Problem requirements
An exact printout of all the entries is required.

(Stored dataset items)

○ ○ ○

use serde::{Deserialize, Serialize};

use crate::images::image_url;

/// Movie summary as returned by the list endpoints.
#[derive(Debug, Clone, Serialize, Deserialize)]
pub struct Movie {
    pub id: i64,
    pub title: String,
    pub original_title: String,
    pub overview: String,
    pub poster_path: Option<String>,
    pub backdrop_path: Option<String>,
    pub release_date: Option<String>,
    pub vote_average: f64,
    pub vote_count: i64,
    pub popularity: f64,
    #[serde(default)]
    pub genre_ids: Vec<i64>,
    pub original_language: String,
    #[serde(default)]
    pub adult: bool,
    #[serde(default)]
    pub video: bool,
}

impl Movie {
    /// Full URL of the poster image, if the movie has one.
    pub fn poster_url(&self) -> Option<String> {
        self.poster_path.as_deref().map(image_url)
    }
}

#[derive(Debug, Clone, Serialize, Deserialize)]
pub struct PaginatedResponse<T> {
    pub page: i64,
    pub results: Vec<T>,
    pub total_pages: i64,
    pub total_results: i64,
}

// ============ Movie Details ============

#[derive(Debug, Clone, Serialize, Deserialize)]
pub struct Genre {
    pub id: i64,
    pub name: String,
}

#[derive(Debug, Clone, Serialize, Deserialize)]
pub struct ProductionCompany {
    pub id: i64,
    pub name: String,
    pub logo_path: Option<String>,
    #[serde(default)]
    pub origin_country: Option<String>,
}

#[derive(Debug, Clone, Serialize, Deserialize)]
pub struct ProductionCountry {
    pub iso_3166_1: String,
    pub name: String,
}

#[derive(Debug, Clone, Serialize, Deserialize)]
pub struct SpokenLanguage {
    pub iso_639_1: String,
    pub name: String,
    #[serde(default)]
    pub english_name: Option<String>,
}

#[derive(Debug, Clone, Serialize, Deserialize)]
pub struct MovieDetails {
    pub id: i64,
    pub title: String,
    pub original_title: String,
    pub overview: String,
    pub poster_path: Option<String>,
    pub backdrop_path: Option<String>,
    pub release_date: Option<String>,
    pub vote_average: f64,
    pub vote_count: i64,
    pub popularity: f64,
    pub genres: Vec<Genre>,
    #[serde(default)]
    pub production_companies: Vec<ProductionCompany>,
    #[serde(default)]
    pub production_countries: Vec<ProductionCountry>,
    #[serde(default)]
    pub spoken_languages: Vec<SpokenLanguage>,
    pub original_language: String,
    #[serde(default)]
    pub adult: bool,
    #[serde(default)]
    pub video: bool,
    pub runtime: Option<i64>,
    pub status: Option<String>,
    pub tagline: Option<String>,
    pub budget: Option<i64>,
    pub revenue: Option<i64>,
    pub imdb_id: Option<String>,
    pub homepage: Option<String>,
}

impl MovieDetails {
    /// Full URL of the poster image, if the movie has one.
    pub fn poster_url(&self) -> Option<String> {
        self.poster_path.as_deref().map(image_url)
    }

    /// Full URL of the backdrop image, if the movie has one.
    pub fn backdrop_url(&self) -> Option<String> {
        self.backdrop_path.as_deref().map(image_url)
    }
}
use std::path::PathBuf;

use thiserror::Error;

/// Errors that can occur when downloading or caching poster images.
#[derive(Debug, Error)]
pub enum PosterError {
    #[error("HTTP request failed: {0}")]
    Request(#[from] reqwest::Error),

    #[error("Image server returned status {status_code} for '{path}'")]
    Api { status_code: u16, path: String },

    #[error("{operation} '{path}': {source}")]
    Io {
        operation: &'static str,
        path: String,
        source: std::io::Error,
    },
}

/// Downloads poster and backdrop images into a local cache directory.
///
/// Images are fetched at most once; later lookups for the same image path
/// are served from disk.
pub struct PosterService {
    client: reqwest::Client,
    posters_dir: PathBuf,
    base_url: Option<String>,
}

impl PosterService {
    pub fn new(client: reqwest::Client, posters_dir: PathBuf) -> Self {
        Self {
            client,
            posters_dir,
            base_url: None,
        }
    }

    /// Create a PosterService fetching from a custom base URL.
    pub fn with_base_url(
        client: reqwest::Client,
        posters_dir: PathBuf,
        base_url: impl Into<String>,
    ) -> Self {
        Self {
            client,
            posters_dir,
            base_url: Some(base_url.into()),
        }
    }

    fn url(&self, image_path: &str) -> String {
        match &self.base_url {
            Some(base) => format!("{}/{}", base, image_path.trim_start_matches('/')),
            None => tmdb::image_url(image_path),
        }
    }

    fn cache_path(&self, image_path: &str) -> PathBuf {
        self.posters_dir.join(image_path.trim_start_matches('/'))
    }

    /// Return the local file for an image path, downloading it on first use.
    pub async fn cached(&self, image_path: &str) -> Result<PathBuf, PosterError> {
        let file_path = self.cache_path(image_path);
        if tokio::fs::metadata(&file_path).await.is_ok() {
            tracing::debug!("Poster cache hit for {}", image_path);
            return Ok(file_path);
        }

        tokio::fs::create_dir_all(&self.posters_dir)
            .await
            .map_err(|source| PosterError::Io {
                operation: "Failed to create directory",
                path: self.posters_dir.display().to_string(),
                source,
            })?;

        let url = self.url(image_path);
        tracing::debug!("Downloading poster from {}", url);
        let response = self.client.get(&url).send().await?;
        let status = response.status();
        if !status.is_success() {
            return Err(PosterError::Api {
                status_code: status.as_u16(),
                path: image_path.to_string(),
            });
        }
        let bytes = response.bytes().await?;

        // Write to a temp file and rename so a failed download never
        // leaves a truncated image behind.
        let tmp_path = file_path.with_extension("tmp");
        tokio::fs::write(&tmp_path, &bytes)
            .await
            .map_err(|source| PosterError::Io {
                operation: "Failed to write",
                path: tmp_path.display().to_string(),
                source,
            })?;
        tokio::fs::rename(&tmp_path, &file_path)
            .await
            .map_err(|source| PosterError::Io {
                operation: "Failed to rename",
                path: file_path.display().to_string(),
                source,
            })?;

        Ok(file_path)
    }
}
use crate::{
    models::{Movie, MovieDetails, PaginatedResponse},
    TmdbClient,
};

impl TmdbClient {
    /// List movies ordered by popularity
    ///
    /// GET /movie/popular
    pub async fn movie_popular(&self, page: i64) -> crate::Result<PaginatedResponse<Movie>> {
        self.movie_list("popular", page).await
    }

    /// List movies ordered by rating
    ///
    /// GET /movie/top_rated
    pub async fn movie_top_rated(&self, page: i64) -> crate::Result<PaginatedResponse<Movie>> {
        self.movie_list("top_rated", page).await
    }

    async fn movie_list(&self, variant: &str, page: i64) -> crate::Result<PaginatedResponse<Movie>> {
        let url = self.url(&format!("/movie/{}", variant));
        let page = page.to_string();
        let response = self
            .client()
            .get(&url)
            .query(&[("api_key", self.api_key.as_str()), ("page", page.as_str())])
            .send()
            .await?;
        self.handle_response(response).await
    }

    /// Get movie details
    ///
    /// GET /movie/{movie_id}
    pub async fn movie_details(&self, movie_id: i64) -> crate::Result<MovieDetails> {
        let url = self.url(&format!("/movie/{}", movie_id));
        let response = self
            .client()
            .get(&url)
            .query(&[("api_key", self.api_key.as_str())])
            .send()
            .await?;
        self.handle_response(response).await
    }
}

○ ○ ○

Result of this exercise
use serde::{Deserialize, Serialize};

use crate::images::image_url;

/// Movie summary as returned by the list endpoints.
#[derive(Debug, Clone, Serialize, Deserialize)]
pub struct Movie {
    pub id: i64,
    pub title: String,
    pub original_title: String,
    pub overview: String,
    pub poster_path: Option<String>,
    pub backdrop_path: Option<String>,
    pub release_date: Option<String>,
    pub vote_average: f64,
    pub vote_count: i64,
    pub popularity: f64,
    #[serde(default)]
    pub genre_ids: Vec<i64>,
    pub original_language: String,
    #[serde(default)]
    pub adult: bool,
    #[serde(default)]
    pub video: bool,
}

impl Movie {
    /// Full URL of the poster image, if the movie has one.
    pub fn poster_url(&self) -> Option<String> {
        self.poster_path.as_deref().map(image_url)
    }
}

#[derive(Debug, Clone, Serialize, Deserialize)]
pub struct PaginatedResponse<T> {
    pub page: i64,
    pub results: Vec<T>,
    pub total_pages: i64,
    pub total_results: i64,
}

// ============ Movie Details ============

#[derive(Debug, Clone, Serialize, Deserialize)]
pub struct Genre {
    pub id: i64,
    pub name: String,
}

#[derive(Debug, Clone, Serialize, Deserialize)]
pub struct ProductionCompany {
    pub id: i64,
    pub name: String,
    pub logo_path: Option<String>,
    #[serde(default)]
    pub origin_country: Option<String>,
}

#[derive(Debug, Clone, Serialize, Deserialize)]
pub struct ProductionCountry {
    pub iso_3166_1: String,
    pub name: String,
}

#[derive(Debug, Clone, Serialize, Deserialize)]
pub struct SpokenLanguage {
    pub iso_639_1: String,
    pub name: String,
    #[serde(default)]
    pub english_name: Option<String>,
}

#[derive(Debug, Clone, Serialize, Deserialize)]
pub struct MovieDetails {
    pub id: i64,
    pub title: String,
    pub original_title: String,
    pub overview: String,
    pub poster_path: Option<String>,
    pub backdrop_path: Option<String>,
    pub release_date: Option<String>,
    pub vote_average: f64,
    pub vote_count: i64,
    pub popularity: f64,
    pub genres: Vec<Genre>,
    #[serde(default)]
    pub production_companies: Vec<ProductionCompany>,
    #[serde(default)]
    pub production_countries: Vec<ProductionCountry>,
    #[serde(default)]
    pub spoken_languages: Vec<SpokenLanguage>,
    pub original_language: String,
    #[serde(default)]
    pub adult: bool,
    #[serde(default)]
    pub video: bool,
    pub runtime: Option<i64>,
    pub status: Option<String>,
    pub tagline: Option<String>,
    pub budget: Option<i64>,
    pub revenue: Option<i64>,
    pub imdb_id: Option<String>,
    pub homepage: Option<String>,
}

impl MovieDetails {
    /// Full URL of the poster image, if the movie has one.
    pub fn poster_url(&self) -> Option<String> {
        self.poster_path.as_deref().map(image_url)
    }

    /// Full URL of the backdrop image, if the movie has one.
    pub fn backdrop_url(&self) -> Option<String> {
        self.backdrop_path.as_deref().map(image_url)
    }
}
use std::path::PathBuf;

use thiserror::Error;

/// Errors that can occur when downloading or caching poster images.
#[derive(Debug, Error)]
pub enum PosterError {
    #[error("HTTP request failed: {0}")]
    Request(#[from] reqwest::Error),

    #[error("Image server returned status {status_code} for '{path}'")]
    Api { status_code: u16, path: String },

    #[error("{operation} '{path}': {source}")]
    Io {
        operation: &'static str,
        path: String,
        source: std::io::Error,
    },
}

/// Downloads poster and backdrop images into a local cache directory.
///
/// Images are fetched at most once; later lookups for the same image path
/// are served from disk.
pub struct PosterService {
    client: reqwest::Client,
    posters_dir: PathBuf,
    base_url: Option<String>,
}

impl PosterService {
    pub fn new(client: reqwest::Client, posters_dir: PathBuf) -> Self {
        Self {
            client,
            posters_dir,
            base_url: None,
        }
    }

    /// Create a PosterService fetching from a custom base URL.
    pub fn with_base_url(
        client: reqwest::Client,
        posters_dir: PathBuf,
        base_url: impl Into<String>,
    ) -> Self {
        Self {
            client,
            posters_dir,
            base_url: Some(base_url.into()),
        }
    }

    fn url(&self, image_path: &str) -> String {
        match &self.base_url {
            Some(base) => format!("{}/{}", base, image_path.trim_start_matches('/')),
            None => tmdb::image_url(image_path),
        }
    }

    fn cache_path(&self, image_path: &str) -> PathBuf {
        self.posters_dir.join(image_path.trim_start_matches('/'))
    }

    /// Return the local file for an image path, downloading it on first use.
    pub async fn cached(&self, image_path: &str) -> Result<PathBuf, PosterError> {
        let file_path = self.cache_path(image_path);
        if tokio::fs::metadata(&file_path).await.is_ok() {
            tracing::debug!("Poster cache hit for {}", image_path);
            return Ok(file_path);
        }

        tokio::fs::create_dir_all(&self.posters_dir)
            .await
            .map_err(|source| PosterError::Io {
                operation: "Failed to create directory",
                path: self.posters_dir.display().to_string(),
                source,
            })?;

        let url = self.url(image_path);
        tracing::debug!("Downloading poster from {}", url);
        let response = self.client.get(&url).send().await?;
        let status = response.status();
        if !status.is_success() {
            return Err(PosterError::Api {
                status_code: status.as_u16(),
                path: image_path.to_string(),
            });
        }
        let bytes = response.bytes().await?;

        // Write to a temp file and rename so a failed download never
        // leaves a truncated image behind.
        let tmp_path = file_path.with_extension("tmp");
        tokio::fs::write(&tmp_path, &bytes)
            .await
            .map_err(|source| PosterError::Io {
                operation: "Failed to write",
                path: tmp_path.display().to_string(),
                source,
            })?;
        tokio::fs::rename(&tmp_path, &file_path)
            .await
            .map_err(|source| PosterError::Io {
                operation: "Failed to rename",
                path: file_path.display().to_string(),
                source,
            })?;

        Ok(file_path)
    }
}
use crate::{
    models::{Movie, MovieDetails, PaginatedResponse},
    TmdbClient,
};

impl TmdbClient {
    /// List movies ordered by popularity
    ///
    /// GET /movie/popular
    pub async fn movie_popular(&self, page: i64) -> crate::Result<PaginatedResponse<Movie>> {
        self.movie_list("popular", page).await
    }

    /// List movies ordered by rating
    ///
    /// GET /movie/top_rated
    pub async fn movie_top_rated(&self, page: i64) -> crate::Result<PaginatedResponse<Movie>> {
        self.movie_list("top_rated", page).await
    }

    async fn movie_list(&self, variant: &str, page: i64) -> crate::Result<PaginatedResponse<Movie>> {
        let url = self.url(&format!("/movie/{}", variant));
        let page = page.to_string();
        let response = self
            .client()
            .get(&url)
            .query(&[("api_key", self.api_key.as_str()), ("page", page.as_str())])
            .send()
            .await?;
        self.handle_response(response).await
    }

    /// Get movie details
    ///
    /// GET /movie/{movie_id}
    pub async fn movie_details(&self, movie_id: i64) -> crate::Result<MovieDetails> {
        let url = self.url(&format!("/movie/{}", movie_id));
        let response = self
            .client()
            .get(&url)
            .query(&[("api_key", self.api_key.as_str())])
            .send()
            .await?;
        self.handle_response(response).await
    }
}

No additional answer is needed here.